#### Record extracts
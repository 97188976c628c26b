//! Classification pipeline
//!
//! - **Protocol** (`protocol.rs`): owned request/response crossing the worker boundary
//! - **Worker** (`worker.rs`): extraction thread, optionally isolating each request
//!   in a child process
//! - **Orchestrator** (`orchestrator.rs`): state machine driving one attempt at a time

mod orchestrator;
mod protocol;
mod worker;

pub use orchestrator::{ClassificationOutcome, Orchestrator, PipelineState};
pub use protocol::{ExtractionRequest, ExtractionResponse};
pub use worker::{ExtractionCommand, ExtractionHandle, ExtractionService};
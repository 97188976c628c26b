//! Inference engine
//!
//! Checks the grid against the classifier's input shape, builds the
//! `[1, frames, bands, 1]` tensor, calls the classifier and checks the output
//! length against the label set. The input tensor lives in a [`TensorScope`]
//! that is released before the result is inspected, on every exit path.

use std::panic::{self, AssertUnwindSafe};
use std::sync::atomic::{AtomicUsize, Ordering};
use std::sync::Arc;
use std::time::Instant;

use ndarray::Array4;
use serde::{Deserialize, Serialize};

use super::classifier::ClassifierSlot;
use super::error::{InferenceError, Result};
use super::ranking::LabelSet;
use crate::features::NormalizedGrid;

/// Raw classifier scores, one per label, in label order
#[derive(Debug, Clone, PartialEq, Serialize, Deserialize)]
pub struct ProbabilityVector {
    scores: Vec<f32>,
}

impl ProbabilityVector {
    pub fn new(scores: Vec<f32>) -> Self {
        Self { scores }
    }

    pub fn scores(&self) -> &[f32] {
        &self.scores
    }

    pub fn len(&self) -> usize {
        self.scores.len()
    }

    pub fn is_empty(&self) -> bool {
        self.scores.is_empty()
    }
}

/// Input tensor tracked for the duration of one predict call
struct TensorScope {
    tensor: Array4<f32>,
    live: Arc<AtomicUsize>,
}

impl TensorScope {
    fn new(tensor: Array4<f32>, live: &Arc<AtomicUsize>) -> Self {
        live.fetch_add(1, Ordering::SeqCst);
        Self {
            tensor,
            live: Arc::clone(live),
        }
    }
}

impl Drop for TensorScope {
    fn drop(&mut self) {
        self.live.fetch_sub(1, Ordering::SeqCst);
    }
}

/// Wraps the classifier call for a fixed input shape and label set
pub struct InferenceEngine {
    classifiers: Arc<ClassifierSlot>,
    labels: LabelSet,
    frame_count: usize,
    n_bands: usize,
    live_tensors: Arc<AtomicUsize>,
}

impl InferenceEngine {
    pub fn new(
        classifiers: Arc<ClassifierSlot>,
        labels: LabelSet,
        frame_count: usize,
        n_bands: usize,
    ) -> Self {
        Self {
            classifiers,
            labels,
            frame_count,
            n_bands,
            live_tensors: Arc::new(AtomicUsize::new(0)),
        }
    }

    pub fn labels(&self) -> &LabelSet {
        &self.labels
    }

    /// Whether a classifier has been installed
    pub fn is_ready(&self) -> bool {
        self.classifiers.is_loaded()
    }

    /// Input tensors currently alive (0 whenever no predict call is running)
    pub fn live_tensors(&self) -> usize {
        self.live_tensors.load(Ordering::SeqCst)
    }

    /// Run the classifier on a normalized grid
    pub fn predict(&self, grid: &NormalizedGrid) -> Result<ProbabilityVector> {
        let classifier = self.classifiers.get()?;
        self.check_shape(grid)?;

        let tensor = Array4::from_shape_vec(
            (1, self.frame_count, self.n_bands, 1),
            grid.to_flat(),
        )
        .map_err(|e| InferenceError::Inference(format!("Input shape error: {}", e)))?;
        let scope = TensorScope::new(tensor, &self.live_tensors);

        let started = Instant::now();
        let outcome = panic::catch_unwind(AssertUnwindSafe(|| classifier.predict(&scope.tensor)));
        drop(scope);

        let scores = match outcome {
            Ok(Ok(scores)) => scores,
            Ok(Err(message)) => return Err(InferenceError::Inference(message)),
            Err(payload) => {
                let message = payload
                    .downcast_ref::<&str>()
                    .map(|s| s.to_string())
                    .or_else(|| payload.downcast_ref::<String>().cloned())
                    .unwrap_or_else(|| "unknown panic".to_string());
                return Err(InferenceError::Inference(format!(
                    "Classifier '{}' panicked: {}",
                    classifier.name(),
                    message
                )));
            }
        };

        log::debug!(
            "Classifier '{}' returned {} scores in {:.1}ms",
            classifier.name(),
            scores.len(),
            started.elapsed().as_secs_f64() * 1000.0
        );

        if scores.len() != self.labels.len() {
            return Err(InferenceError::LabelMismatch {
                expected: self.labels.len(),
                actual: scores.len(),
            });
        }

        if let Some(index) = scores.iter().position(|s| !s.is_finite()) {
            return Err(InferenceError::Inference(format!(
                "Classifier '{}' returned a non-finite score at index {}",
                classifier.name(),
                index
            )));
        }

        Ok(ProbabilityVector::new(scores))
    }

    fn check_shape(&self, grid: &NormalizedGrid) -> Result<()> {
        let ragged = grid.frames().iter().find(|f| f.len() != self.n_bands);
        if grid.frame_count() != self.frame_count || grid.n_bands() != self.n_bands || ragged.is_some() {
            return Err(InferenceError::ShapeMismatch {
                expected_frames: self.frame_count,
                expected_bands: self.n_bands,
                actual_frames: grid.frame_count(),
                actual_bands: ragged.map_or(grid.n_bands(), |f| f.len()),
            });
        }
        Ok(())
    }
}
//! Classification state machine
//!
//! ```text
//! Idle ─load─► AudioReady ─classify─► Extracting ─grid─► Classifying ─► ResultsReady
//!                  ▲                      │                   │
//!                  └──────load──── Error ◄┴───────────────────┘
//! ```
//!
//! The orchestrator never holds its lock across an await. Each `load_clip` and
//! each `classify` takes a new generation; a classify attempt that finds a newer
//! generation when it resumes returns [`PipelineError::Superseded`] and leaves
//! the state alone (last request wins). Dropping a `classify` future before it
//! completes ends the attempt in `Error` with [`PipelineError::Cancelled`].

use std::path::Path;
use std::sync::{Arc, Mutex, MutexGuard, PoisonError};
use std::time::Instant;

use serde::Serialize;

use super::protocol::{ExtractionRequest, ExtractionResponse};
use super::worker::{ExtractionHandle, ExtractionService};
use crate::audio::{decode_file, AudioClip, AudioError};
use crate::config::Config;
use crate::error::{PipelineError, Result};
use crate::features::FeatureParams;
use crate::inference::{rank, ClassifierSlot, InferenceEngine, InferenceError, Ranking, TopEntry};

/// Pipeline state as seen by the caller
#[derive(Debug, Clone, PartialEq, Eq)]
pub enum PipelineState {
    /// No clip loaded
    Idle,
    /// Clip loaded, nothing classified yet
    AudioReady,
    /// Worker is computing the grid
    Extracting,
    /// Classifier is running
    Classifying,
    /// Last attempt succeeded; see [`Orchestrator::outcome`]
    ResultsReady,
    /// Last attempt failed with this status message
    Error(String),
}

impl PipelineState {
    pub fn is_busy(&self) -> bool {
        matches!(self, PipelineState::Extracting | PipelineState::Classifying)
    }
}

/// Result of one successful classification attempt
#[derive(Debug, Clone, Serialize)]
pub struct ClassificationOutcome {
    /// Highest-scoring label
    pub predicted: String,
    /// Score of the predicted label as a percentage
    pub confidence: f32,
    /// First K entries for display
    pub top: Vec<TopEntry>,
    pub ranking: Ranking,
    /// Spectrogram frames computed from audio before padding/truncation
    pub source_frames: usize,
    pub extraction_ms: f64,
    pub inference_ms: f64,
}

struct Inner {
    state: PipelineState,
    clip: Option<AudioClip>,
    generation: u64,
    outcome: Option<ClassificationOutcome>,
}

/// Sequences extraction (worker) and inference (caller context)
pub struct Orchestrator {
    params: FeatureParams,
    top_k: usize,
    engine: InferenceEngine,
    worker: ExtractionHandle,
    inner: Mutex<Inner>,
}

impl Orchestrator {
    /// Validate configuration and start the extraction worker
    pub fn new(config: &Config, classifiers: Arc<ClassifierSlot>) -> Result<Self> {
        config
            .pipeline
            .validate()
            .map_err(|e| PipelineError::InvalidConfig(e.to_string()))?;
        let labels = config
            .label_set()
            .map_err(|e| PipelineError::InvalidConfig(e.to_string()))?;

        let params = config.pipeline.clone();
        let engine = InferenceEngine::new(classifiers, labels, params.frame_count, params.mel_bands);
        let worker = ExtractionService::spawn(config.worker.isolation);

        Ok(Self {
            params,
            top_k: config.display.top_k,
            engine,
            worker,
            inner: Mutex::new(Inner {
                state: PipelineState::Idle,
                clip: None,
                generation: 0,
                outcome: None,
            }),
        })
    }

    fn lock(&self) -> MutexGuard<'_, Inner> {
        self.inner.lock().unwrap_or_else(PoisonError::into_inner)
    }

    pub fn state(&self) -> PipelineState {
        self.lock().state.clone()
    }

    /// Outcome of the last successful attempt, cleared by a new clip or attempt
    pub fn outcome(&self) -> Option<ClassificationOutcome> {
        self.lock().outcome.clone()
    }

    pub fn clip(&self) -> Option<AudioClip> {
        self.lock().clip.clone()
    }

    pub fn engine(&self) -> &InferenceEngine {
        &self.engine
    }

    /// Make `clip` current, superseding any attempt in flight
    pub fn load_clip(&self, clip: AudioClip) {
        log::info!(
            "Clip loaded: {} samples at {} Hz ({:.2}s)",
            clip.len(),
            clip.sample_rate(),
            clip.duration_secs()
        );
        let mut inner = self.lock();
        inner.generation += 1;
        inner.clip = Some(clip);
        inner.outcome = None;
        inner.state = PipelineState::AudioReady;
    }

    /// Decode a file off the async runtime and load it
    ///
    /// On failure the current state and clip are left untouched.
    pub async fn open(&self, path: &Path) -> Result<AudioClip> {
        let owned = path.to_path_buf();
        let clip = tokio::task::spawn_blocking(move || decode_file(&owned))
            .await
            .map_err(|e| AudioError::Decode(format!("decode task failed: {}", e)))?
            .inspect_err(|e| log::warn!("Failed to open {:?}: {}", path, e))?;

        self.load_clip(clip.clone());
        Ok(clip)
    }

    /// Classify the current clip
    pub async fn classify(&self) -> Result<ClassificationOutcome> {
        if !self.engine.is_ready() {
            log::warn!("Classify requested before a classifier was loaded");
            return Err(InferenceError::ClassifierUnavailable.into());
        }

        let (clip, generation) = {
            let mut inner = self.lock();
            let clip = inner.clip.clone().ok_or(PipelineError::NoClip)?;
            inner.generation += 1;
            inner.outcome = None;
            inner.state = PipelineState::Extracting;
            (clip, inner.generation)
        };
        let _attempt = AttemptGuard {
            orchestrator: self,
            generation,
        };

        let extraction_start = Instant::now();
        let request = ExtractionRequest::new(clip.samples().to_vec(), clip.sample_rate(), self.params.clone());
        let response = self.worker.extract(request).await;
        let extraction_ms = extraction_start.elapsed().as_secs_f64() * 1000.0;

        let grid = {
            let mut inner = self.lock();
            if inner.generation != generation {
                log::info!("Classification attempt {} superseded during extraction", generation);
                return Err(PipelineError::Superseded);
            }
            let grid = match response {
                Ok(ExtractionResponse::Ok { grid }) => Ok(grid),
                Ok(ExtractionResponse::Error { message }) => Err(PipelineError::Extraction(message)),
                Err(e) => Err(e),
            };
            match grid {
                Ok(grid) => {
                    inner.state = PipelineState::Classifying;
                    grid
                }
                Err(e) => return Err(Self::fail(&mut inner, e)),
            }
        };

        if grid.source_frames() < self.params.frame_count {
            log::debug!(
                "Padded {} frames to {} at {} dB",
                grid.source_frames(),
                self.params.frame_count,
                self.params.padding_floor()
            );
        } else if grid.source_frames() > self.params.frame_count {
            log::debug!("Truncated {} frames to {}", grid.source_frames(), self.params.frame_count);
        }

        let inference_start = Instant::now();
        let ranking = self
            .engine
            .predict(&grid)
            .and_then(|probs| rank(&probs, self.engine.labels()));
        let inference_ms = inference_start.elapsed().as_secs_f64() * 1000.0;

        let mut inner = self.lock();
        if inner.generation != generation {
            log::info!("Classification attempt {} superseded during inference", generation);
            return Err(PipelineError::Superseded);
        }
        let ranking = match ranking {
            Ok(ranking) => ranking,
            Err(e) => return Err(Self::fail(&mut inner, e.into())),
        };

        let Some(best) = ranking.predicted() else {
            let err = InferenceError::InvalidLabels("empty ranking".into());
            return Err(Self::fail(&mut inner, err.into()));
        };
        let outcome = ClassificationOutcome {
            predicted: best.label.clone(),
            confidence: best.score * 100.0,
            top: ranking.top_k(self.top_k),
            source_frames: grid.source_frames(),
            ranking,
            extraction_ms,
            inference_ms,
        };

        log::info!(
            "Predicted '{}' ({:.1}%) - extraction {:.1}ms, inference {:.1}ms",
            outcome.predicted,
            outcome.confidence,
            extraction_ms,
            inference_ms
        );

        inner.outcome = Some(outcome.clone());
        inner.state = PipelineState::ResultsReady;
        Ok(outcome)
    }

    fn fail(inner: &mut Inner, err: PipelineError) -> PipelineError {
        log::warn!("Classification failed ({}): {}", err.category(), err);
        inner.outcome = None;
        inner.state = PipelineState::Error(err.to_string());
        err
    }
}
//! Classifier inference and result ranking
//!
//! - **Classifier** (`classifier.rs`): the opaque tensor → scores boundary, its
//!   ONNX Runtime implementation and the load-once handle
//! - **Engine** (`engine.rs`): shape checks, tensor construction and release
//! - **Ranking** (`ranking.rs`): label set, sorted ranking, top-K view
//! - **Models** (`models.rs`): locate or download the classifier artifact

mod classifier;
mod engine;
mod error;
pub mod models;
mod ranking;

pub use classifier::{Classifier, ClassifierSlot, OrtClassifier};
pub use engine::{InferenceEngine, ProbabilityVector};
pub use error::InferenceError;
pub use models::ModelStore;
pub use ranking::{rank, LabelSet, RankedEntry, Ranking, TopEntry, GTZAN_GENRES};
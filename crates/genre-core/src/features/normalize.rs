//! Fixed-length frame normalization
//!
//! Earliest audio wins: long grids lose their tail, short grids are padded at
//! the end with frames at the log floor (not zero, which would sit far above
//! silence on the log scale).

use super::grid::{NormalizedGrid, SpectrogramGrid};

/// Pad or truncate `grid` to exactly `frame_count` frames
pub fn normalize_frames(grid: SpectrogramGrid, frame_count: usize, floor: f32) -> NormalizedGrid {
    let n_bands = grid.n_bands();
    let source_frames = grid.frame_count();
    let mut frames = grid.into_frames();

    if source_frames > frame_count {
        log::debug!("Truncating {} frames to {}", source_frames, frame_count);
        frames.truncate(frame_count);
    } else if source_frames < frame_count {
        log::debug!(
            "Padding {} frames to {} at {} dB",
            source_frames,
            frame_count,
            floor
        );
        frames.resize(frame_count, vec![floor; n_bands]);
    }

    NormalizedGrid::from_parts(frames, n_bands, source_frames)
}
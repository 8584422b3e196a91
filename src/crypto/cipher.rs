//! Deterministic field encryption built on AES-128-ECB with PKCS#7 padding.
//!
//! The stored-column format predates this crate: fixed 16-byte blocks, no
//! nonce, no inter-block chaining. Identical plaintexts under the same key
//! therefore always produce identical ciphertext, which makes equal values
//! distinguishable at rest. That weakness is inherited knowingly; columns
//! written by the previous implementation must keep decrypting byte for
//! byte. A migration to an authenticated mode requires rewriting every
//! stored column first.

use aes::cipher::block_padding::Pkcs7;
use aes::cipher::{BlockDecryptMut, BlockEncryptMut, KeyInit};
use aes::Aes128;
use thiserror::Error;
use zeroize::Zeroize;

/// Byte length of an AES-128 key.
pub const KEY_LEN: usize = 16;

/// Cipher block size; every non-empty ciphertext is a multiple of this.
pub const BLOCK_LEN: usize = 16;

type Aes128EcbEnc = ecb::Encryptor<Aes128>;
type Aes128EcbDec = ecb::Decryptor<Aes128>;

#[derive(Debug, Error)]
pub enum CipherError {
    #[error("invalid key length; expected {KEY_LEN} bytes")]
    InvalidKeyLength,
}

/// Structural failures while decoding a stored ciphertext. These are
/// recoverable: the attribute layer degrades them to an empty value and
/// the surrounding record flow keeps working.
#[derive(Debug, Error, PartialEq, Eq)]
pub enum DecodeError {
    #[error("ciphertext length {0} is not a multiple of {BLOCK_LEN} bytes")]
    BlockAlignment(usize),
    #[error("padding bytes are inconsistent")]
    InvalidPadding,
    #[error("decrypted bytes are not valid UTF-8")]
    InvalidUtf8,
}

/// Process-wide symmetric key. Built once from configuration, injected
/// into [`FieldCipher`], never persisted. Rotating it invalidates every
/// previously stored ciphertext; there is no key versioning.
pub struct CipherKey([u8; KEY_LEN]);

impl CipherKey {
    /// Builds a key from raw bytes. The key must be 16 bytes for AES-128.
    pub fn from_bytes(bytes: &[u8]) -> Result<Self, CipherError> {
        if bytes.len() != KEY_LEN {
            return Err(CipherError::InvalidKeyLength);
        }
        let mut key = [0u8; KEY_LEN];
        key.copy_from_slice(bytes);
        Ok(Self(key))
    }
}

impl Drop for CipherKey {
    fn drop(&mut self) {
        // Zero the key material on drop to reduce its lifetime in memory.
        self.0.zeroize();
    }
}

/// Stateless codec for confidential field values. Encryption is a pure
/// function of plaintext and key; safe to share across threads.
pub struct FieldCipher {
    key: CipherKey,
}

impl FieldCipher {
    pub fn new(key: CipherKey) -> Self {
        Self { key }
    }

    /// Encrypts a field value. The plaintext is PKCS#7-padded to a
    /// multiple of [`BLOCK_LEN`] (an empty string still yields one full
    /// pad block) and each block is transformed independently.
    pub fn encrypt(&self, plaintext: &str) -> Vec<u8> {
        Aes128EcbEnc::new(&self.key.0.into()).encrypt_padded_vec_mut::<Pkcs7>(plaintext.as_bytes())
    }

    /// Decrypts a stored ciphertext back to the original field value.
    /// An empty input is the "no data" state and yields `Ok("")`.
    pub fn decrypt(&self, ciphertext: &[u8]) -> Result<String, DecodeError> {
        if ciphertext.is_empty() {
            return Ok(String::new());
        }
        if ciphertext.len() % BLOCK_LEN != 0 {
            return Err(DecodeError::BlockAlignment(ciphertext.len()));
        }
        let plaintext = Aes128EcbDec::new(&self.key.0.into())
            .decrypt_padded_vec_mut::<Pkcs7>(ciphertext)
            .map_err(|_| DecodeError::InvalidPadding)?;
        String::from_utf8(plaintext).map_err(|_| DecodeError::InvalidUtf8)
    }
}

#### What is being asked
Say how many lines in the entries above contain the string "info", offering no other words.

#### Solution for this problem
4